What is expected – Set out exactly, line by line, the stretch of data below that begins at the line containing "creating view for" and ends at the line containing "cannot be read.", with both ends kept.

···

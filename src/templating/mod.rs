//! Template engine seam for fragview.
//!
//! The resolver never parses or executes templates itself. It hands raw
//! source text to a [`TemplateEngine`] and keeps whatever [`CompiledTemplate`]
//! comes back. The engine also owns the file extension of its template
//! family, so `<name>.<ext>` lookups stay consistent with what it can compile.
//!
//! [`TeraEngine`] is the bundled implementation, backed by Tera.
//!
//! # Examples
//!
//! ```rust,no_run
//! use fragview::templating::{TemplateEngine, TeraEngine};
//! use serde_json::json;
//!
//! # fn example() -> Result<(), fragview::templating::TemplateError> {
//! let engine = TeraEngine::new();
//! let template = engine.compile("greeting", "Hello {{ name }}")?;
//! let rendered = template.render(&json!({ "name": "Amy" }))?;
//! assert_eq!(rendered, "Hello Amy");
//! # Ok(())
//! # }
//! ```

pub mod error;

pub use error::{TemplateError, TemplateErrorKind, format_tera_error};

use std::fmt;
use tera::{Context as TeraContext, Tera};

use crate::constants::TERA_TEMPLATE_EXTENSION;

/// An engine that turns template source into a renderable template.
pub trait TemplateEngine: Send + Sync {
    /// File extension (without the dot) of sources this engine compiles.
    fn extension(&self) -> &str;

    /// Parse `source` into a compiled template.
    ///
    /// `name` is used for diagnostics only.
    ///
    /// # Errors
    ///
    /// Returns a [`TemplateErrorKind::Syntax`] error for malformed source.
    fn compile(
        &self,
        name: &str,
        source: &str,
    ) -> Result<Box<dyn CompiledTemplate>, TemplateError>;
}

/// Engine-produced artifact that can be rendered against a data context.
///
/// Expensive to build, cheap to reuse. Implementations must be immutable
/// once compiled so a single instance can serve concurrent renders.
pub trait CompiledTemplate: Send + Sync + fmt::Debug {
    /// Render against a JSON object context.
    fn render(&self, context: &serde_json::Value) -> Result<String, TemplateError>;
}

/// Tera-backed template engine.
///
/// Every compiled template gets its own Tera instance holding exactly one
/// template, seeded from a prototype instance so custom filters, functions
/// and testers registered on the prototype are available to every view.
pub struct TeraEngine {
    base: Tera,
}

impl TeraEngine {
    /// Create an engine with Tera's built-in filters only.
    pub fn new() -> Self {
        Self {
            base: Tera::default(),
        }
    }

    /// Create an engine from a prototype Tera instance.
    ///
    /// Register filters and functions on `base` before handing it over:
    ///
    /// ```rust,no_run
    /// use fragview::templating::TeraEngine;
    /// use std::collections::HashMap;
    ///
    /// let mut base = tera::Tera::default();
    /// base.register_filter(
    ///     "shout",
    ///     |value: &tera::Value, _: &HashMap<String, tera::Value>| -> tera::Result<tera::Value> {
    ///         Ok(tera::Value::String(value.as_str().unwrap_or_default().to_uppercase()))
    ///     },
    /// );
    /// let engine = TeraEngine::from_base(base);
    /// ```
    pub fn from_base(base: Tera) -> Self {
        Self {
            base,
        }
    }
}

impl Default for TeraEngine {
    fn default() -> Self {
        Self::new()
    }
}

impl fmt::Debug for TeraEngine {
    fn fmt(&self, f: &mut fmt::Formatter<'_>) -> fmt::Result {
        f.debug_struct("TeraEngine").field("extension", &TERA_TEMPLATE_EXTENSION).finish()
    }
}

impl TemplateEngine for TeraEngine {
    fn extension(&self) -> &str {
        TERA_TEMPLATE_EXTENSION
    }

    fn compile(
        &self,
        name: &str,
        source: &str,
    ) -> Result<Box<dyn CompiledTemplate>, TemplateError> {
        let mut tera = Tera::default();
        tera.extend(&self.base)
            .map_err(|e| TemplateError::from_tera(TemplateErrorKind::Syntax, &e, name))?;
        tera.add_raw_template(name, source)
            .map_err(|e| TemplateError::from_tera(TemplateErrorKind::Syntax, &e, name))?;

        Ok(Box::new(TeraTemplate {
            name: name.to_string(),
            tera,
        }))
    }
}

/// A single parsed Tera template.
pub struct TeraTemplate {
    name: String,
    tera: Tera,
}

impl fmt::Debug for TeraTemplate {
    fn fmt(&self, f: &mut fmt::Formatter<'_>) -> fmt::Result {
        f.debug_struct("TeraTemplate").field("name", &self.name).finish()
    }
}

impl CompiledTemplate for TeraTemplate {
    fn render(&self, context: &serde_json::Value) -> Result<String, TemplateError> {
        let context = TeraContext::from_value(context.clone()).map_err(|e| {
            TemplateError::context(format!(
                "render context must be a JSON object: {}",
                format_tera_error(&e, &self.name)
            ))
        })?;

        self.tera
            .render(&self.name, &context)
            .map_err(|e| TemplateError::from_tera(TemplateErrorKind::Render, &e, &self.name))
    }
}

···

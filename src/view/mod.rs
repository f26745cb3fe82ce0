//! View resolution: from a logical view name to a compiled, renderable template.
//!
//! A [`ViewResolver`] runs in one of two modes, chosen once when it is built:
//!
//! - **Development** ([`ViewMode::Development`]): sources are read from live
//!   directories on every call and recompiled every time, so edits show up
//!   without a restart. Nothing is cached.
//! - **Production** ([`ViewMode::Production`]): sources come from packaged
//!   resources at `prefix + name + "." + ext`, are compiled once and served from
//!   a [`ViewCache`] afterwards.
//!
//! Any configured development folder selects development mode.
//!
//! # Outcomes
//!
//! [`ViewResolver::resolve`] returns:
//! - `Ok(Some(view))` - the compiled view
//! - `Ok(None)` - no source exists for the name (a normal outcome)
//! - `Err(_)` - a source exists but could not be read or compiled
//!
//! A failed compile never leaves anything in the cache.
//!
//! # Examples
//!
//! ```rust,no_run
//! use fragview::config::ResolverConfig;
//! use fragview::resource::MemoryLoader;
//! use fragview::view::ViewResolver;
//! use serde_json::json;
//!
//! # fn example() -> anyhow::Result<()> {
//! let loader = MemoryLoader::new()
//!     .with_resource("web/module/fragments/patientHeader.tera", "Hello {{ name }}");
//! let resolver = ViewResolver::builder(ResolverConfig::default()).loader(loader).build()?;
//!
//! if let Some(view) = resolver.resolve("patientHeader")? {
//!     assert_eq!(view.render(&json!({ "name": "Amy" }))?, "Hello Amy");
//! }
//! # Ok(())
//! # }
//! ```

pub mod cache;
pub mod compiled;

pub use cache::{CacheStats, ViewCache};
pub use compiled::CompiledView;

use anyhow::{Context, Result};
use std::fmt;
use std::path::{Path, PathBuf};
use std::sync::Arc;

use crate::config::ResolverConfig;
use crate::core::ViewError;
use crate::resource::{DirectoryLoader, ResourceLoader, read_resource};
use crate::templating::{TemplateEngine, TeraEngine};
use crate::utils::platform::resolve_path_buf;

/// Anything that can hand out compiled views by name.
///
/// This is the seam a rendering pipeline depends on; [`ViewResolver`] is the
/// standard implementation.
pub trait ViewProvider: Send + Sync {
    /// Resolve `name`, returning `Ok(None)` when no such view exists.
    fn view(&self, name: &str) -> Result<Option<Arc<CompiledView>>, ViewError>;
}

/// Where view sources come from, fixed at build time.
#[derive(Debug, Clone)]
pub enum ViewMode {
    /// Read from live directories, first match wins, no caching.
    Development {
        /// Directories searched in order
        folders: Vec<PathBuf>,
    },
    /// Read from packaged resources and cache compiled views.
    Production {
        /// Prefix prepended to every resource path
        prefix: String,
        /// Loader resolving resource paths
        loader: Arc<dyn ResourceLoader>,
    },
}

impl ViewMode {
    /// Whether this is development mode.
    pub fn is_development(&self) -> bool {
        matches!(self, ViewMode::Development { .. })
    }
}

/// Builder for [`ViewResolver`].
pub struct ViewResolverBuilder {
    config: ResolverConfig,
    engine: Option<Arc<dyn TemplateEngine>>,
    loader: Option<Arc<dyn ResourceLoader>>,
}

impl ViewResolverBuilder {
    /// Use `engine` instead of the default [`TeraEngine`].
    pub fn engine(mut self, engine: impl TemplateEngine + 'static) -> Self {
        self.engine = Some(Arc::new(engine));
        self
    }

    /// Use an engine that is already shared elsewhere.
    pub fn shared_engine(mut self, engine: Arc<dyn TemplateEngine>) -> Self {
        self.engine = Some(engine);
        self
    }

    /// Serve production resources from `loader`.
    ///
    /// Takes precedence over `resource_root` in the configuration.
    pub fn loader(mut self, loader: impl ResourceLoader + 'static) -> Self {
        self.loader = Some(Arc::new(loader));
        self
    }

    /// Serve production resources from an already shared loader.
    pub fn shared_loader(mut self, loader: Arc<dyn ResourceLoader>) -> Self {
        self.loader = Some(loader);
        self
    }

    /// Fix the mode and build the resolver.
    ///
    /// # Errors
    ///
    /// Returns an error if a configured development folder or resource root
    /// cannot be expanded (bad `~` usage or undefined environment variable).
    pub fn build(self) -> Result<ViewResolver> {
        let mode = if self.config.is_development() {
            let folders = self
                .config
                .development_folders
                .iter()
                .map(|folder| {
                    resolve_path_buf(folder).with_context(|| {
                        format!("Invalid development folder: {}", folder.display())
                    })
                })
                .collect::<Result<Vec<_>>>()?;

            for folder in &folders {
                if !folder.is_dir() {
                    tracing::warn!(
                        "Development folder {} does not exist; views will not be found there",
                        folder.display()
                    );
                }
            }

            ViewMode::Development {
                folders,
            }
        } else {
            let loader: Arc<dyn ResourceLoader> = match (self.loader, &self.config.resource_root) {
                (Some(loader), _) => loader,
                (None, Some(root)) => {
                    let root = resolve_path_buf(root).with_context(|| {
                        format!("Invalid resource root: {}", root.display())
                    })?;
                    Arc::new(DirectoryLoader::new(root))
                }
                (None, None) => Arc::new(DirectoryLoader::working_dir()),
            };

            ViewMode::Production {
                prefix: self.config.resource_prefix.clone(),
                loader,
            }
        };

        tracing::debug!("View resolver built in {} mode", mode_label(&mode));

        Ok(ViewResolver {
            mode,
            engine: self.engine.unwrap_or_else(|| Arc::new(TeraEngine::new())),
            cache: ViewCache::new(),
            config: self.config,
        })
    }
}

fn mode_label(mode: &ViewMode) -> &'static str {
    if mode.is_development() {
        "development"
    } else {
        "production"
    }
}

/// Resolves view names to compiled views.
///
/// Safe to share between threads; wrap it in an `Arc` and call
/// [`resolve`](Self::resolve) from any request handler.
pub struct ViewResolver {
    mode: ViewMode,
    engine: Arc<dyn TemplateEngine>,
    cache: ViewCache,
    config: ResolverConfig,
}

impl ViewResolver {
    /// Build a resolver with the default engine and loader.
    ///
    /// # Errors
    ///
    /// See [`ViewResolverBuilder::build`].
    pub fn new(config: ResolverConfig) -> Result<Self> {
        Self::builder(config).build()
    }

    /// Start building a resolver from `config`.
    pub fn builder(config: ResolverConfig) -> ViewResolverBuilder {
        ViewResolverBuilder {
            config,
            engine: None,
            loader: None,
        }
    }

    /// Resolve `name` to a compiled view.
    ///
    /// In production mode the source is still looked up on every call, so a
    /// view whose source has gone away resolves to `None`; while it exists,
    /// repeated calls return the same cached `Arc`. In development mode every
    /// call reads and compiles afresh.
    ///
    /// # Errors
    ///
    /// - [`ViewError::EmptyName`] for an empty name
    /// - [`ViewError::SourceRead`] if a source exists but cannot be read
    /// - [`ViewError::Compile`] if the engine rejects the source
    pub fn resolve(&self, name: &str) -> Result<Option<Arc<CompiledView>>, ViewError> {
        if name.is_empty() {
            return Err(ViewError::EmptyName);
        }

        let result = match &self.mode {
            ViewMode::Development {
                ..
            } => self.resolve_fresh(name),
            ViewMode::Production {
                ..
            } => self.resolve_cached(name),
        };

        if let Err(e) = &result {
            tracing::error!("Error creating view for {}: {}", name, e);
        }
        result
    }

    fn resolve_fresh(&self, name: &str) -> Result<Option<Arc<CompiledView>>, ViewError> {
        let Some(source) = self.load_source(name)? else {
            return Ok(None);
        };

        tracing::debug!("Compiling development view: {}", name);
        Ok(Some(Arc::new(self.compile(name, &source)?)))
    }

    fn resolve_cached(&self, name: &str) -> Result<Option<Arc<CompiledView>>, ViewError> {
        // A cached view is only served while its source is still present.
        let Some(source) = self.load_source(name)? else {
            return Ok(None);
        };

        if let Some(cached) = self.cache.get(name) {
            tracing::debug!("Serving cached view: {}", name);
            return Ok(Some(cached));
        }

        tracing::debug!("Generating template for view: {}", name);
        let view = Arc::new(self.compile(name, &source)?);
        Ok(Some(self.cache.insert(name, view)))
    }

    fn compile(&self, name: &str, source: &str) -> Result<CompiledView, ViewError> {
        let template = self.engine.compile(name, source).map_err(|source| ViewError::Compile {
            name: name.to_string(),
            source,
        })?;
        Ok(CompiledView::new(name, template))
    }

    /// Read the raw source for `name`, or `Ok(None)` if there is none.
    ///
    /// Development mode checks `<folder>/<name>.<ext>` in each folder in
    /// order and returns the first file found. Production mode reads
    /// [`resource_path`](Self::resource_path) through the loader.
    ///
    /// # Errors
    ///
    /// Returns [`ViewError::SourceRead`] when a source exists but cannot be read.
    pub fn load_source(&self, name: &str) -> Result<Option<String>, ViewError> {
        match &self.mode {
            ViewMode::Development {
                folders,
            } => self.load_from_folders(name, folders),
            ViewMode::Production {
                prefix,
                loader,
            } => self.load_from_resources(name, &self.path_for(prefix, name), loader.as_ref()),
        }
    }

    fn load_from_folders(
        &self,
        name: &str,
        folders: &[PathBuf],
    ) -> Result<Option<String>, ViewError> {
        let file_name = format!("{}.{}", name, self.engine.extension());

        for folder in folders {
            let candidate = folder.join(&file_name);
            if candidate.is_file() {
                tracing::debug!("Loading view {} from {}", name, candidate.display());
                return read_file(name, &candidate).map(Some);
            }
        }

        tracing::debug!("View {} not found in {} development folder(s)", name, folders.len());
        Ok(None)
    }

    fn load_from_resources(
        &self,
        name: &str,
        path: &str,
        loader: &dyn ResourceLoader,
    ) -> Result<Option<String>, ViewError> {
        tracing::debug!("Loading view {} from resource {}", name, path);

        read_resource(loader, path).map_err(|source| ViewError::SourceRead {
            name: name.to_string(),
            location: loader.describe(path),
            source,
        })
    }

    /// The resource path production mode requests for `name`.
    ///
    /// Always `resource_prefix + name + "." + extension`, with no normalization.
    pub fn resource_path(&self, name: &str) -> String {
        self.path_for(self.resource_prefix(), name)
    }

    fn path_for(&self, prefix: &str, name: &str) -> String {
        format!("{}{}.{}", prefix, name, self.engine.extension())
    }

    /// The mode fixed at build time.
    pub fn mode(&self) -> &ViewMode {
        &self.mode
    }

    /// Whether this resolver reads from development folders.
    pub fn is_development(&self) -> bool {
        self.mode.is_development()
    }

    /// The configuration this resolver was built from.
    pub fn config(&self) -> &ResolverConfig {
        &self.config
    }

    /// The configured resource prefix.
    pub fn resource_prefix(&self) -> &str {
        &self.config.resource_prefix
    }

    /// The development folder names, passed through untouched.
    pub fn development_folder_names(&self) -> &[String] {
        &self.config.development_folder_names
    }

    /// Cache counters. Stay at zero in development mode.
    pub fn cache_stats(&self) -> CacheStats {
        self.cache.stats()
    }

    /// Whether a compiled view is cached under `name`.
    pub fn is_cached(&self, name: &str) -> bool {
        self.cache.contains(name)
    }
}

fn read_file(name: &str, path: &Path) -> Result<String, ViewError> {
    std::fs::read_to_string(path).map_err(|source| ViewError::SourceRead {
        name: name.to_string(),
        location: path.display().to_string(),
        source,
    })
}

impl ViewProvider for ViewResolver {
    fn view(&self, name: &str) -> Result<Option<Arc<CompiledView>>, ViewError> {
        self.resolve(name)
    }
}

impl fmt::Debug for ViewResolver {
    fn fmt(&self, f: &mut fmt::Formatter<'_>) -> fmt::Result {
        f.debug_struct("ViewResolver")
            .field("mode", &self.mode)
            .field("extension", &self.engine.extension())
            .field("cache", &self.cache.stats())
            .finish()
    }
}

···

Exercise answer –
            tracing::error!("Error creating view for {}: {}", name, e);
        }
        result
    }

    fn resolve_fresh(&self, name: &str) -> Result<Option<Arc<CompiledView>>, ViewError> {
        let Some(source) = self.load_source(name)? else {
            return Ok(None);
        };

        tracing::debug!("Compiling development view: {}", name);
        Ok(Some(Arc::new(self.compile(name, &source)?)))
    }

    fn resolve_cached(&self, name: &str) -> Result<Option<Arc<CompiledView>>, ViewError> {
        // A cached view is only served while its source is still present.
        let Some(source) = self.load_source(name)? else {
            return Ok(None);
        };

        if let Some(cached) = self.cache.get(name) {
            tracing::debug!("Serving cached view: {}", name);
            return Ok(Some(cached));
        }

        tracing::debug!("Generating template for view: {}", name);
        let view = Arc::new(self.compile(name, &source)?);
        Ok(Some(self.cache.insert(name, view)))
    }

    fn compile(&self, name: &str, source: &str) -> Result<CompiledView, ViewError> {
        let template = self.engine.compile(name, source).map_err(|source| ViewError::Compile {
            name: name.to_string(),
            source,
        })?;
        Ok(CompiledView::new(name, template))
    }

    /// Read the raw source for `name`, or `Ok(None)` if there is none.
    ///
    /// Development mode checks `<folder>/<name>.<ext>` in each folder in
    /// order and returns the first file found. Production mode reads
    /// [`resource_path`](Self::resource_path) through the loader.
    ///
    /// # Errors
    ///
    /// Returns [`ViewError::SourceRead`] when a source exists but cannot be read.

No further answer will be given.